:: Data provided ::

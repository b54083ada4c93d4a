//! Serializable export of everything known about a file's tags.

use crate::tags::TagData;
use base64::Engine;
use base64::engine::general_purpose::STANDARD as BASE64;
use serde::Serialize;

/// One exported file: its path components and whatever tag data was found.
#[derive(Debug, Clone, PartialEq, Serialize)]
pub struct TagDump {
    pub file_path: Vec<String>,
    pub metadata: DumpMetadata,
}

/// Exported tag data. Files without readable tags export an empty object.
#[derive(Debug, Clone, Default, PartialEq, Serialize)]
pub struct DumpMetadata {
    #[serde(skip_serializing_if = "Option::is_none")]
    pub time_secs: Option<f64>,
    #[serde(skip_serializing_if = "Option::is_none")]
    pub size_bytes: Option<u64>,
    #[serde(flatten)]
    pub tags: Option<DumpTags>,
}

#[derive(Debug, Clone, Default, PartialEq, Serialize)]
pub struct DumpTags {
    pub title: Option<String>,
    pub artist: Option<String>,
    pub album: Option<String>,
    pub album_artist: Option<String>,
    pub genre: Option<String>,
    pub composer: Option<String>,
    pub disc_num: Option<u32>,
    pub release_date: Option<String>,
    pub original_release_date: Option<String>,
    pub recording_date: Option<String>,
    /// Base64-encoded embedded pictures (only when requested).
    pub artworks: Vec<String>,
}

impl TagDump {
    /// Build an export record.
    ///
    /// `data` is `None` when the file couldn't be decoded; the record then
    /// only carries the path.
    pub fn new(file_path: Vec<String>, size: u64, data: Option<&TagData>, include_artwork: bool) -> Self {
        let Some(data) = data else {
            return Self { file_path, metadata: DumpMetadata::default() };
        };
        let tags = data.tags.as_ref().map(|tags| DumpTags {
            title: tags.title.clone(),
            artist: tags.artist.clone(),
            album: tags.album.clone(),
            album_artist: tags.album_artist.clone(),
            genre: tags.genre.clone(),
            composer: tags.composer.clone(),
            disc_num: tags.disc_number,
            release_date: tags.release_date.clone(),
            original_release_date: tags.original_release_date.clone(),
            recording_date: tags.recording_date.clone(),
            artworks: match include_artwork {
                true => tags.pictures.iter().map(|p| BASE64.encode(p)).collect(),
                false => Vec::new(),
            },
        });
        Self {
            file_path,
            metadata: DumpMetadata {
                time_secs: data.duration.map(|d| d.as_secs_f64()),
                size_bytes: Some(size),
                tags,
            },
        }
    }
}
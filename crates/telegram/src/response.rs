//! Bot API response envelope.
//!
//! Every Bot API method answers with the same JSON object, whatever the HTTP
//! status:
//!
//! ```json
//! { "ok": false, "error_code": 429, "description": "Too Many Requests: retry after 35",
//!   "parameters": { "retry_after": 35 } }
//! ```

use crate::chat::{Message, MessageId};
use crate::error::{ErrorKind, Result};
use exn::ResultExt;
use serde::Deserialize;
use serde::de::DeserializeOwned;

const TOO_MANY_REQUESTS: i64 = 429;

#[derive(Debug, Deserialize)]
pub(crate) struct ApiResponse<T> {
    ok: bool,
    result: Option<T>,
    error_code: Option<i64>,
    description: Option<String>,
    parameters: Option<ResponseParameters>,
}

#[derive(Debug, Default, Deserialize)]
struct ResponseParameters {
    retry_after: Option<u64>,
}

impl<T: DeserializeOwned> ApiResponse<T> {
    pub(crate) fn parse(method: &'static str, body: &[u8]) -> Result<T> {
        let response: Self = serde_json::from_slice(body).or_raise(|| ErrorKind::InvalidResponse(method))?;
        response.into_result(method)
    }
}

impl<T> ApiResponse<T> {
    fn into_result(self, method: &'static str) -> Result<T> {
        if self.ok {
            return self.result.ok_or_else(|| exn::Exn::from(ErrorKind::InvalidResponse(method)));
        }
        let retry_after = self.parameters.and_then(|p| p.retry_after);
        let code = self.error_code.unwrap_or_default();
        if let Some(retry_after) = retry_after
            && code == TOO_MANY_REQUESTS
        {
            exn::bail!(ErrorKind::RateLimited { retry_after });
        }
        exn::bail!(ErrorKind::Api {
            method,
            code,
            description: self.description.unwrap_or_default(),
        })
    }
}

/// The subset of a Bot API `Message` object this crate reads.
#[derive(Debug, Deserialize)]
pub(crate) struct RawMessage {
    pub message_id: MessageId,
    pub text: Option<String>,
    pub pinned_message: Option<Box<RawMessage>>,
}

impl From<RawMessage> for Message {
    fn from(raw: RawMessage) -> Self {
        Self { id: raw.message_id, text: raw.text }
    }
}

#[derive(Debug, Deserialize)]
pub(crate) struct Update {
    pub update_id: i64,
    pub message: Option<RawMessage>,
    pub channel_post: Option<RawMessage>,
}

impl Update {
    /// ID of the service message announcing that `pinned` was pinned, if this
    /// update is one.
    pub(crate) fn pin_notice_for(&self, pinned: MessageId) -> Option<MessageId> {
        [&self.channel_post, &self.message]
            .into_iter()
            .flatten()
            .find(|m| m.pinned_message.as_ref().is_some_and(|p| p.message_id == pinned))
            .map(|m| m.message_id)
    }
}
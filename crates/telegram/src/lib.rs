//! Chat platform boundary.
//!
//! The upload driver only ever talks to a [`ChatClient`]. [`BotApiClient`] is
//! the implementation that talks to the Telegram Bot API; tests in other
//! crates provide their own.
//!
//! Every operation may fail with
//! [`RateLimited`](crate::error::ErrorKind::RateLimited), which carries the
//! number of seconds the platform asked the client to wait. Retrying is left
//! to the caller.

mod bot;
mod chat;
pub mod error;
mod response;

pub use crate::bot::{BotApiClient, DEFAULT_API_URL};
pub use crate::chat::{AudioUpload, ChatClient, ChatId, Message, MessageId, TransferProgress};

:: Problem description ::
Going through the listing above, copy out every line that has the string "InvalidResponse".

:: Output for this task ::
        let response: Self = serde_json::from_slice(body).or_raise(|| ErrorKind::InvalidResponse(method))?;
            return self.result.ok_or_else(|| exn::Exn::from(ErrorKind::InvalidResponse(method)));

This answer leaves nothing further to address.